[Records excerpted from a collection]

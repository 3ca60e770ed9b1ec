//! Reading-order reconstruction of OCR output and structured chunking of the
//! recovered text.
//!
//! ```text
//! bytes ──▶ OcrProvider ──▶ TextReconstructor ──▶ ChunkExtractor ──▶ DocumentAssembler ──▶ Document
//! ```

pub mod assembly;
pub mod blocks;
pub mod capabilities;
pub mod config;
pub mod error;
pub mod extractor;
pub mod models;
pub mod openai_service;
pub mod pipeline;
pub mod reconstructor;
pub mod schema;
pub mod textract_service;
pub mod tokens;

pub use assembly::{Assembly, DocumentAssembler, DocumentSource, LocationResolutionWarning};
pub use blocks::{Block, BlockType, DetectDocumentTextResponse};
pub use capabilities::{ExtractionProvider, ExtractionRequest, OcrProvider};
pub use config::Config;
pub use error::{IngestError, SchemaError};
pub use extractor::ChunkExtractor;
pub use models::*;
pub use openai_service::OpenAiService;
pub use pipeline::{DocumentPipeline, UploadedFile};
pub use reconstructor::{ReconstructedText, TextReconstructor};
pub use textract_service::TextractService;
pub use tokens::TokenCounter;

* _YOUR ASSIGNMENT_: All of the entries are to be set down again without alteration.

* _ANSWER BOX_:
repository 3ca60e770ed9b1ec
//! Reading-order reconstruction of OCR output and structured chunking of the
//! recovered text.
//!
//! ```text
//! bytes ──▶ OcrProvider ──▶ TextReconstructor ──▶ ChunkExtractor ──▶ DocumentAssembler ──▶ Document
//! ```

pub mod assembly;
pub mod blocks;
pub mod capabilities;
pub mod config;
pub mod error;
pub mod extractor;
pub mod models;
pub mod openai_service;
pub mod pipeline;
pub mod reconstructor;
pub mod schema;
pub mod textract_service;
pub mod tokens;

pub use assembly::{Assembly, DocumentAssembler, DocumentSource, LocationResolutionWarning};
pub use blocks::{Block, BlockType, DetectDocumentTextResponse};
pub use capabilities::{ExtractionProvider, ExtractionRequest, OcrProvider};
pub use config::Config;
pub use error::{IngestError, SchemaError};
pub use extractor::ChunkExtractor;
pub use models::*;
pub use openai_service::OpenAiService;
pub use pipeline::{DocumentPipeline, UploadedFile};
pub use reconstructor::{ReconstructedText, TextReconstructor};
pub use textract_service::TextractService;
pub use tokens::TokenCounter;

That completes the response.